Most of what you’ll learn about DevOps is rooted in one or more of these basic concepts. There are more foundational principles to be found in the literature (see References.) A “bottom-up” approach to your DevOps discussion will create a shared, common understanding of the first principles. That shared understanding is a strong platform for the next step: figuring out how to adapt DevOps to the unique requirements of your enterprise.

How does an Enterprise adapt DevOps?

You’ve introduced your cross-functional team to the basics of DevOps. You’ve worked together to identify the most important business goals and challenges. You’re now ready to pair those up and start talking about how DevOps can address those challenges, and you’re on your way to DevOps consensus. The conversation is ready to transition from abstractions, to approaches, and finally to a plan for implementation. It’s still a complex job, so your best approach at this point is “divide and conquer.”

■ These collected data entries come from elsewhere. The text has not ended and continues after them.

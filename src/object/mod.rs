use std::collections::BTreeMap;
use std::fmt;
use std::rc::Rc;

use crate::ast::Block;
use crate::code::Instructions;

pub mod builtins;
pub mod environment;
pub mod ops;

pub use builtins::{Builtin, BUILTINS};
pub use environment::{Env, Environment};

/// Runtime value shared by the VM and the tree-walking evaluator.
#[derive(Debug, Clone)]
pub enum Value {
    Integer(i64),
    Boolean(bool),
    Text(Rc<str>),
    Null,
    /// In-band error value, produced by builtins.
    Error(String),
    Array(Rc<Vec<Value>>),
    Hash(Rc<BTreeMap<HashKey, Value>>),
    CompiledFunction(Rc<CompiledFunction>),
    Closure(Rc<Closure>),
    Builtin(&'static Builtin),
    /// Function value of the tree-walking evaluator.
    Function(Rc<Function>),
}

/// Values usable as hash keys.
#[derive(Debug, Clone, PartialEq, Eq, PartialOrd, Ord, Hash)]
pub enum HashKey {
    Integer(i64),
    Boolean(bool),
    Text(Rc<str>),
}

impl HashKey {
    pub fn to_value(&self) -> Value {
        match self {
            HashKey::Integer(n) => Value::Integer(*n),
            HashKey::Boolean(b) => Value::Boolean(*b),
            HashKey::Text(s) => Value::Text(s.clone()),
        }
    }
}

#[derive(Debug, Clone, PartialEq, Default)]
pub struct CompiledFunction {
    pub instructions: Instructions,
    pub num_locals: usize,
    pub num_parameters: usize,
}

#[derive(Debug, Clone)]
pub struct Closure {
    pub func: Rc<CompiledFunction>,
    pub free: Vec<Value>,
}

pub struct Function {
    pub parameters: Vec<String>,
    pub body: Block,
    pub env: Env,
}

// The environment can hold this function again, so it is left out.
impl fmt::Debug for Function {
    fn fmt(&self, f: &mut fmt::Formatter<'_>) -> fmt::Result {
        f.debug_struct("Function")
            .field("parameters", &self.parameters)
            .field("body", &self.body)
            .finish_non_exhaustive()
    }
}

impl Value {
    pub const TRUE: Value = Value::Boolean(true);
    pub const FALSE: Value = Value::Boolean(false);

    pub fn text(s: impl Into<Rc<str>>) -> Value {
        Value::Text(s.into())
    }

    pub fn array(items: Vec<Value>) -> Value {
        Value::Array(Rc::new(items))
    }

    pub fn type_name(&self) -> &'static str {
        match self {
            Value::Integer(_) => "INTEGER",
            Value::Boolean(_) => "BOOLEAN",
            Value::Text(_) => "STRING",
            Value::Null => "NULL",
            Value::Error(_) => "ERROR",
            Value::Array(_) => "ARRAY",
            Value::Hash(_) => "HASH",
            Value::CompiledFunction(_) => "COMPILED_FUNCTION",
            Value::Closure(_) => "CLOSURE",
            Value::Builtin(_) => "BUILTIN",
            Value::Function(_) => "FUNCTION",
        }
    }

    /// Only `false` and `null` are falsy; `0`, `""` and `[]` are truthy.
    pub fn is_truthy(&self) -> bool {
        !matches!(self, Value::Null | Value::Boolean(false))
    }

    pub fn hash_key(&self) -> Option<HashKey> {
        match self {
            Value::Integer(n) => Some(HashKey::Integer(*n)),
            Value::Boolean(b) => Some(HashKey::Boolean(*b)),
            Value::Text(s) => Some(HashKey::Text(s.clone())),
            _ => None,
        }
    }

    /// Equality as `==` sees it: scalars and strings by value, everything
    /// else by identity.
    pub fn identical(&self, other: &Value) -> bool {
        match (self, other) {
            (Value::Integer(a), Value::Integer(b)) => a == b,
            (Value::Boolean(a), Value::Boolean(b)) => a == b,
            (Value::Text(a), Value::Text(b)) => a == b,
            (Value::Null, Value::Null) => true,
            (Value::Error(a), Value::Error(b)) => a == b,
            (Value::Array(a), Value::Array(b)) => Rc::ptr_eq(a, b),
            (Value::Hash(a), Value::Hash(b)) => Rc::ptr_eq(a, b),
            (Value::CompiledFunction(a), Value::CompiledFunction(b)) => Rc::ptr_eq(a, b),
            (Value::Closure(a), Value::Closure(b)) => Rc::ptr_eq(a, b),
            (Value::Builtin(a), Value::Builtin(b)) => std::ptr::eq(*a, *b),
            (Value::Function(a), Value::Function(b)) => Rc::ptr_eq(a, b),
            _ => false,
        }
    }
}

/// Structural equality, used by tests and hosts. Functions still compare by identity.
impl PartialEq for Value {
    fn eq(&self, other: &Value) -> bool {
        match (self, other) {
            (Value::Array(a), Value::Array(b)) => a == b,
            (Value::Hash(a), Value::Hash(b)) => a == b,
            (Value::CompiledFunction(a), Value::CompiledFunction(b)) => a == b,
            _ => self.identical(other),
        }
    }
}

impl fmt::Display for Value {
    fn fmt(&self, f: &mut fmt::Formatter<'_>) -> fmt::Result {
        match self {
            Value::Integer(n) => write!(f, "{}", n),
            Value::Boolean(b) => write!(f, "{}", b),
            Value::Text(s) => write!(f, "{}", s),
            Value::Null => write!(f, "null"),
            Value::Error(msg) => write!(f, "ERROR: {}", msg),
            Value::Array(items) => {
                write!(f, "[")?;
                for (i, item) in items.iter().enumerate() {
                    if i > 0 {
                        write!(f, ", ")?;
                    }
                    write!(f, "{}", item)?;
                }
                write!(f, "]")
            }
            Value::Hash(pairs) => {
                write!(f, "{{")?;
                for (i, (k, v)) in pairs.iter().enumerate() {
                    if i > 0 {
                        write!(f, ", ")?;
                    }
                    write!(f, "{}: {}", k.to_value(), v)?;
                }
                write!(f, "}}")
            }
            Value::CompiledFunction(func) => write!(f, "CompiledFunction[{:p}]", Rc::as_ptr(func)),
            Value::Closure(closure) => write!(f, "Closure[{:p}]", Rc::as_ptr(closure)),
            Value::Builtin(b) => write!(f, "builtin {}", b.name),
            Value::Function(func) => {
                write!(f, "fn({}) {{\n{}\n}}", func.parameters.join(", "), func.body)
            }
        }
    }
}

impl From<i64> for Value {
    fn from(n: i64) -> Self {
        Value::Integer(n)
    }
}

impl From<bool> for Value {
    fn from(b: bool) -> Self {
        Value::Boolean(b)
    }
}

impl From<&str> for Value {
    fn from(s: &str) -> Self {
        Value::text(s)
    }
}

#[cfg(test)]
mod tests {
    use super::*;

    #[test]
    fn truthiness() {
        assert!(Value::Integer(0).is_truthy());
        assert!(Value::text("").is_truthy());
        assert!(Value::array(vec![]).is_truthy());
        assert!(!Value::Null.is_truthy());
        assert!(!Value::FALSE.is_truthy());
        assert!(Value::TRUE.is_truthy());
    }

    #[test]
    fn hash_keys_only_for_scalars() {
        assert_eq!(Value::Integer(1).hash_key(), Some(HashKey::Integer(1)));
        assert_eq!(Value::text("a").hash_key(), Some(HashKey::Text("a".into())));
        assert_eq!(Value::TRUE.hash_key(), Some(HashKey::Boolean(true)));
        assert_eq!(Value::array(vec![]).hash_key(), None);
        assert_eq!(Value::Null.hash_key(), None);
    }

    #[test]
    fn equal_strings_hash_alike() {
        let a = Value::text("Hello World").hash_key();
        let b = Value::text(String::from("Hello World")).hash_key();
        assert_eq!(a, b);
        assert_ne!(a, Value::text("My name is johnny").hash_key());
    }

    #[test]
    fn identity_for_aggregates() {
        let a = Value::array(vec![Value::Integer(1)]);
        let b = Value::array(vec![Value::Integer(1)]);
        assert!(!a.identical(&b));
        assert!(a.identical(&a.clone()));
        assert_eq!(a, b);
        assert!(Value::text("x").identical(&Value::text("x")));
    }

    #[test]
    fn display_inspect() {
        assert_eq!(Value::array(vec![Value::Integer(1), Value::text("a")]).to_string(), "[1, a]");
        let mut pairs = BTreeMap::new();
        pairs.insert(HashKey::Text("b".into()), Value::Integer(2));
        pairs.insert(HashKey::Integer(1), Value::TRUE);
        assert_eq!(Value::Hash(Rc::new(pairs)).to_string(), "{1: true, b: 2}");
        assert_eq!(Value::Error("boom".into()).to_string(), "ERROR: boom");
        assert_eq!(Value::Null.to_string(), "null");
    }
}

DevOps can be divided into three major areas:

  • Culture / People

  • Process

  • Technology

There is certainly some interdependency between these areas, however, they can be addressed separately, in parallel, and by different stakeholders. Each of the roles listed earlier will have a stake in each of these major areas. However, there is a natural area of focus for each one.

DevOps culture

The term “DevOps” started with the dysfunctional state of the relationship between Development and Operations organizations. They are often separated into “silos,” organizationally and culturally. This separation leads to a lack of trust and misalignment of goals and incentives. They are pitted against each other in a zero-sum game. Developers want to move fast, Operations need to slow the pace of progress to maintain stability. Under this regime, both cannot win at the same time.

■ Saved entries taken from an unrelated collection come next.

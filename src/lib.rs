//! Monkey: lexer, Pratt parser, bytecode compiler, stack VM and a
//! tree-walking evaluator sharing one value model.

pub mod ast;
pub mod code;
pub mod compiler;
pub mod diagnostic;
pub mod interpreter;
pub mod lexer;
pub mod object;
pub mod parser;
pub mod repl;
pub mod vm;

pub use repl::{Engine, Session, SessionError, parse_source};
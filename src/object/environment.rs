use std::cell::RefCell;
use std::collections::HashMap;
use std::rc::Rc;

use super::Value;

pub type Env = Rc<RefCell<Environment>>;

/// Name bindings for the tree-walking evaluator, chained to the enclosing scope.
#[derive(Default)]
pub struct Environment {
    store: HashMap<String, Value>,
    outer: Option<Env>,
}

impl Environment {
    pub fn new() -> Env {
        Rc::new(RefCell::new(Environment::default()))
    }

    pub fn new_enclosed(outer: &Env) -> Env {
        Rc::new(RefCell::new(Environment {
            store: HashMap::new(),
            outer: Some(Rc::clone(outer)),
        }))
    }

    pub fn get(&self, name: &str) -> Option<Value> {
        match self.store.get(name) {
            Some(v) => Some(v.clone()),
            None => self.outer.as_ref().and_then(|o| o.borrow().get(name)),
        }
    }

    pub fn set(&mut self, name: impl Into<String>, value: Value) {
        self.store.insert(name.into(), value);
    }
}
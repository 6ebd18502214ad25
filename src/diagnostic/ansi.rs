use crate::ast::SourceMap;
use super::Diagnostic;

pub struct AnsiRenderer {
    pub use_color: bool,
}

impl AnsiRenderer {
    fn paint(&self, code: &str, s: &str) -> String {
        if self.use_color { format!("\x1b[{code}m{s}\x1b[0m") } else { s.to_string() }
    }

    fn bold(&self, s: &str) -> String {
        self.paint("1", s)
    }

    fn bold_red(&self, s: &str) -> String {
        self.paint("1;31", s)
    }

    fn cyan(&self, s: &str) -> String {
        self.paint("36", s)
    }

    fn dim(&self, s: &str) -> String {
        self.paint("2", s)
    }

    pub fn render(&self, d: &Diagnostic) -> String {
        let mut out = String::new();

        // "error[MK-P002]: message"
        let head = match d.code {
            Some(code) => format!("error[{code}]"),
            None => "error".to_string(),
        };
        out.push_str(&format!("{}: {}\n", self.bold_red(&head), self.bold(&d.message)));

        // Only the first label is drawn under the snippet
        if let (Some(label), Some(source)) = (d.labels.first(), &d.source) {
            let map = SourceMap::new(source);
            let (line, col) = map.lookup(label.span.start);
            let line_text = map.line_text(source, line);

            out.push_str(&format!("  {} {}:{}\n", self.cyan("-->"), line, col));

            let gutter = line.to_string().len();
            let pipe = self.cyan("|");
            let pad = " ".repeat(gutter);

            out.push_str(&format!("{pad} {pipe}\n"));
            let line_num = self.cyan(&format!("{line:>gutter$}"));
            out.push_str(&format!("{line_num} {pipe} {line_text}\n"));

            // Carets stop at the end of the line
            let width = map.underline_width(source, label.span);
            let carets = self.bold_red(&"^".repeat(width));
            let indent = " ".repeat(col.saturating_sub(1));
            if label.message.is_empty() {
                out.push_str(&format!("{pad} {pipe} {indent}{carets}\n"));
            } else {
                out.push_str(&format!(
                    "{pad} {pipe} {indent}{carets} {}\n",
                    self.bold_red(&label.message)
                ));
            }
            out.push_str(&format!("{pad} {pipe}\n"));
        }

        for note in &d.notes {
            out.push_str(&format!("  {} note: {}\n", self.dim("="), note));
        }
        if let Some(suggestion) = &d.suggestion {
            out.push_str(&format!("  {} help: {}\n", self.dim("="), suggestion));
        }

        out
    }
}

#[cfg(test)]
mod tests {
    use super::*;
    use crate::ast::Span;

    fn plain() -> AnsiRenderer {
        AnsiRenderer { use_color: false }
    }

    fn make_diag(source: &str, start: usize, end: usize) -> Diagnostic {
        Diagnostic::error("expected expression, got EOF")
            .with_code("MK-P002")
            .with_span(Span { start, end }, "here")
            .with_source(source.to_string())
            .with_note("while parsing a let statement")
            .with_suggestion("add a value after '='")
    }

    #[test]
    fn render_header_with_code() {
        let out = plain().render(&make_diag("let x = ;", 8, 9));
        assert!(out.starts_with("error[MK-P002]: expected expression"), "bad header in:\n{out}");
    }

    #[test]
    fn render_header_without_code() {
        let out = plain().render(&Diagnostic::error("division by zero"));
        assert_eq!(out, "error: division by zero\n");
    }

    #[test]
    fn render_snippet_and_carets() {
        let out = plain().render(&make_diag("let x = ;", 8, 9));
        assert!(out.contains("--> 1:9"), "missing location in:\n{out}");
        assert!(out.contains("1 | let x = ;"), "missing source line in:\n{out}");
        assert!(out.contains("  |         ^ here"), "misplaced caret in:\n{out}");
    }

    #[test]
    fn render_note_and_help() {
        let out = plain().render(&make_diag("let x = ;", 8, 9));
        assert!(out.contains("= note: while parsing a let statement"), "missing note in:\n{out}");
        assert!(out.contains("= help: add a value after '='"), "missing help in:\n{out}");
    }

    #[test]
    fn render_multiline_source_correct_line() {
        let source = "let a = 1;\nlet b = @;";
        let d = Diagnostic::error("bad")
            .with_span(Span { start: 19, end: 20 }, "")
            .with_source(source.to_string());
        let out = plain().render(&d);
        assert!(out.contains("--> 2:9"), "expected line 2 in:\n{out}");
        assert!(out.contains("2 | let b = @;"), "expected second line in:\n{out}");
    }

    #[test]
    fn carets_clamped_to_line() {
        let d = Diagnostic::error("bad")
            .with_span(Span { start: 4, end: 40 }, "")
            .with_source("let abc\nmore".to_string());
        let out = plain().render(&d);
        assert!(out.contains("    ^^^\n"), "expected 3 carets in:\n{out}");
    }

    #[test]
    fn color_toggle() {
        let d = make_diag("let x = ;", 8, 9);
        assert!(AnsiRenderer { use_color: true }.render(&d).contains("\x1b["));
        assert!(!plain().render(&d).contains("\x1b["));
    }
}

DevOps aims to bring Development, Operations, Security, and other stakeholders in software delivery together under a common mission. Developers should appreciate and understand the operational requirements of the software they produce. Operations need visibility into the development roadmap to be ready for new releases. Security must have a seat at the table throughout the process. The entire point of software delivery is to deliver business value to the client, which is ultimately represented by Executive Management.

Everyone has a role to play in a cultural shift towards DevOps. Executive Management, however, should be ultimately responsible for the messaging behind the shift. Communications from executives, in support of a collaborative environment, can lead the change from the top.

DevOps process

The process of DevOps is based in part on Agile software development methods. If your organization already uses Agile, you’re ahead of the game. You will likely discover some areas where your Agile practice should change to adapt to a larger DevOps practice. If you are not practicing Agile, this is a good place to start your DevOps journey. A common question about DevOps is, “can DevOps be practiced without Agile?” In short, yes, but the return on your efforts will be much greater if you implement DevOps as the larger part of an Agile practice.

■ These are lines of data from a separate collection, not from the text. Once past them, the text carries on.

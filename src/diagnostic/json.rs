use crate::ast::SourceMap;
use super::Diagnostic;

pub fn render(d: &Diagnostic) -> String {
    let source_map = d.source.as_deref().map(SourceMap::new);

    let labels: Vec<serde_json::Value> = d.labels.iter().map(|l| {
        let mut obj = serde_json::json!({
            "start": l.span.start,
            "end": l.span.end,
            "message": l.message,
        });
        if let Some(map) = &source_map {
            let (line, col) = map.lookup(l.span.start);
            obj["line"] = serde_json::Value::from(line);
            obj["col"] = serde_json::Value::from(col);
        }
        obj
    }).collect();

    let mut obj = serde_json::json!({
        "severity": "error",
        "message": d.message,
        "labels": labels,
        "notes": d.notes,
    });

    if let Some(code) = d.code {
        obj["code"] = serde_json::Value::String(code.to_string());
    }

    if let Some(s) = &d.suggestion {
        obj["suggestion"] = serde_json::Value::String(s.clone());
    }

    obj.to_string()
}
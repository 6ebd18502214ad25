use std::io::Write;
use std::process::{Command, Output};

fn monkey() -> Command {
    let mut cmd = Command::new(env!("CARGO_BIN_EXE_monkey"));
    cmd.env_remove("MONKEY_LOG").env("NO_COLOR", "1");
    cmd
}

fn run(args: &[&str]) -> Output {
    monkey().args(args).output().expect("failed to run monkey")
}

fn stdout(out: &Output) -> String {
    String::from_utf8_lossy(&out.stdout).trim().to_string()
}

fn stderr(out: &Output) -> String {
    String::from_utf8_lossy(&out.stderr).to_string()
}

// --- Inline code ---

#[test]
fn inline_prints_trailing_value() {
    let out = run(&["-e", "let a = 5; a * 2 + 1"]);
    assert!(out.status.success(), "stderr: {}", stderr(&out));
    assert_eq!(stdout(&out), "11");
}

#[test]
fn inline_let_only_prints_nothing() {
    let out = run(&["-e", "let a = 5;"]);
    assert!(out.status.success(), "stderr: {}", stderr(&out));
    assert_eq!(stdout(&out), "");
}

#[test]
fn inline_closures_and_builtins() {
    let src = "let newAdder = fn(x) { fn(y) { x + y } }; let addTwo = newAdder(2); push([addTwo(1)], addTwo(3))";
    let out = run(&["-e", src]);
    assert!(out.status.success(), "stderr: {}", stderr(&out));
    assert_eq!(stdout(&out), "[3, 5]");
}

#[test]
fn inline_puts_does_not_echo_null() {
    let out = run(&["-e", r#"puts("hello", 42)"#]);
    assert!(out.status.success(), "stderr: {}", stderr(&out));
    assert_eq!(String::from_utf8_lossy(&out.stdout), "hello 42\n");
}

#[test]
fn inline_hash_display_sorted() {
    let out = run(&["-e", r#"{"b": 2, "a": 1, 3: true}"#]);
    assert!(out.status.success(), "stderr: {}", stderr(&out));
    assert_eq!(stdout(&out), "{3: true, a: 1, b: 2}");
}

// --- Engines agree ---

#[test]
fn engines_agree_on_fibonacci() {
    let src = "let fib = fn(n) { if (n < 2) { return n; } fib(n - 1) + fib(n - 2) }; fib(20)";
    let vm = run(&["-e", src, "--engine", "vm"]);
    let eval = run(&["-e", src, "--engine", "eval"]);
    assert!(vm.status.success(), "stderr: {}", stderr(&vm));
    assert!(eval.status.success(), "stderr: {}", stderr(&eval));
    assert_eq!(stdout(&vm), "6765");
    assert_eq!(stdout(&eval), "6765");
}

// --- Files ---

#[test]
fn file_mode_runs_program() {
    let mut file = tempfile::NamedTempFile::new().unwrap();
    writeln!(file, "// sums an array").unwrap();
    writeln!(file, "let sum = fn(arr, acc) {{").unwrap();
    writeln!(file, "  if (len(arr) == 0) {{ acc }} else {{ sum(rest(arr), acc + first(arr)) }}").unwrap();
    writeln!(file, "}};").unwrap();
    writeln!(file, "sum([1, 2, 3, 4], 0)").unwrap();
    file.flush().unwrap();

    let out = run(&[file.path().to_str().unwrap()]);
    assert!(out.status.success(), "stderr: {}", stderr(&out));
    assert_eq!(stdout(&out), "10");
}

#[test]
fn missing_file_fails() {
    let out = run(&["/nonexistent/definitely/missing.mk"]);
    assert!(!out.status.success());
    assert!(stderr(&out).contains("cannot read"), "stderr: {}", stderr(&out));
}

// --- Emit ---

#[test]
fn emit_ast_is_json() {
    let out = run(&["-e", "let x = 1;", "--emit", "ast"]);
    assert!(out.status.success(), "stderr: {}", stderr(&out));
    let v: serde_json::Value = serde_json::from_str(&stdout(&out)).expect("valid JSON");
    assert_eq!(v["statements"][0]["Let"]["name"], "x");
}

#[test]
fn emit_bytecode_disassembles() {
    let out = run(&["-e", "1 + 2", "--emit", "bytecode"]);
    assert!(out.status.success(), "stderr: {}", stderr(&out));
    let text = stdout(&out);
    assert!(text.contains("0000 OpConstant 0"), "got: {}", text);
    assert!(text.contains("0006 OpAdd"), "got: {}", text);
    assert!(text.contains("0007 OpPop"), "got: {}", text);
    assert!(text.contains("constants:"), "got: {}", text);
}

#[test]
fn emit_bytecode_lists_function_constants() {
    let out = run(&["-e", "fn(a) { a }", "--emit", "bytecode"]);
    assert!(out.status.success(), "stderr: {}", stderr(&out));
    let text = stdout(&out);
    assert!(text.contains("fn params=1 locals=1"), "got: {}", text);
    assert!(text.contains("OpGetLocal 0"), "got: {}", text);
    assert!(text.contains("OpClosure 0 0"), "got: {}", text);
}

// --- Errors ---

#[test]
fn parse_error_renders_snippet() {
    let out = run(&["-e", "let x = ;"]);
    assert_eq!(out.status.code(), Some(1));
    let err = stderr(&out);
    assert!(err.contains("error[MK-P"), "stderr: {}", err);
    assert!(err.contains("--> 1:9"), "stderr: {}", err);
    assert!(err.contains("let x = ;"), "stderr: {}", err);
    assert!(!err.contains("\x1b["), "colour with NO_COLOR set: {}", err);
}

#[test]
fn compile_error_reports_undefined_variable() {
    let out = run(&["-e", "foo + 1"]);
    assert_eq!(out.status.code(), Some(1));
    let err = stderr(&out);
    assert!(err.contains("error[MK-C002]: undefined variable foo"), "stderr: {}", err);
}

#[test]
fn runtime_error_json() {
    let out = run(&["-e", "1 / 0", "--json"]);
    assert_eq!(out.status.code(), Some(1));
    let line = stderr(&out);
    let v: serde_json::Value = serde_json::from_str(line.trim()).expect("valid JSON");
    assert_eq!(v["severity"], "error");
    assert_eq!(v["message"], "division by zero");
}

#[test]
fn eval_engine_runtime_error() {
    let out = run(&["-e", "foo", "--engine", "eval"]);
    assert_eq!(out.status.code(), Some(1));
    assert!(stderr(&out).contains("undefined variable foo"), "stderr: {}", stderr(&out));
}

#[test]
fn builtin_error_is_a_value_not_a_failure() {
    let out = run(&["-e", "len(1)"]);
    assert!(out.status.success(), "stderr: {}", stderr(&out));
    assert_eq!(stdout(&out), "ERROR: argument to `len` not supported, got INTEGER");
}

#[test]
fn exit_builtin_sets_status() {
    let out = run(&["-e", "puts(\"bye\"); exit(3); puts(\"unreachable\")"]);
    assert_eq!(out.status.code(), Some(3));
    assert_eq!(stdout(&out), "bye");
}

// --- REPL ---

#[test]
fn repl_reads_stdin_until_eof() {
    let mut child = monkey()
        .stdin(std::process::Stdio::piped())
        .stdout(std::process::Stdio::piped())
        .stderr(std::process::Stdio::piped())
        .spawn()
        .expect("failed to spawn monkey");
    child
        .stdin
        .take()
        .unwrap()
        .write_all(b"let a = 20;\na + 22\n")
        .unwrap();
    let out = child.wait_with_output().unwrap();
    assert!(out.status.success(), "stderr: {}", stderr(&out));
    assert!(stdout(&out).contains("42"), "stdout: {}", stdout(&out));
}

Continuous Improvement is also a major theme. IT Operations and Development staff can work with Project Management and Business Analysts to identify areas of inefficiency and waste in all processes involved in software delivery. Value stream mapping can be helpful in this area, to visualize the entire end-to-end process.


The technology area of DevOps methodology is centered on one theme: automation. Anything that can be automated must be automated. This includes Continuous Integration, Infrastructure as Code, automated deployments, testing, user acceptance, and more. Just as automation during the Industrial Revolution changed industry and manufacturing, automation in software delivery has fundamentally changed the process of delivering software.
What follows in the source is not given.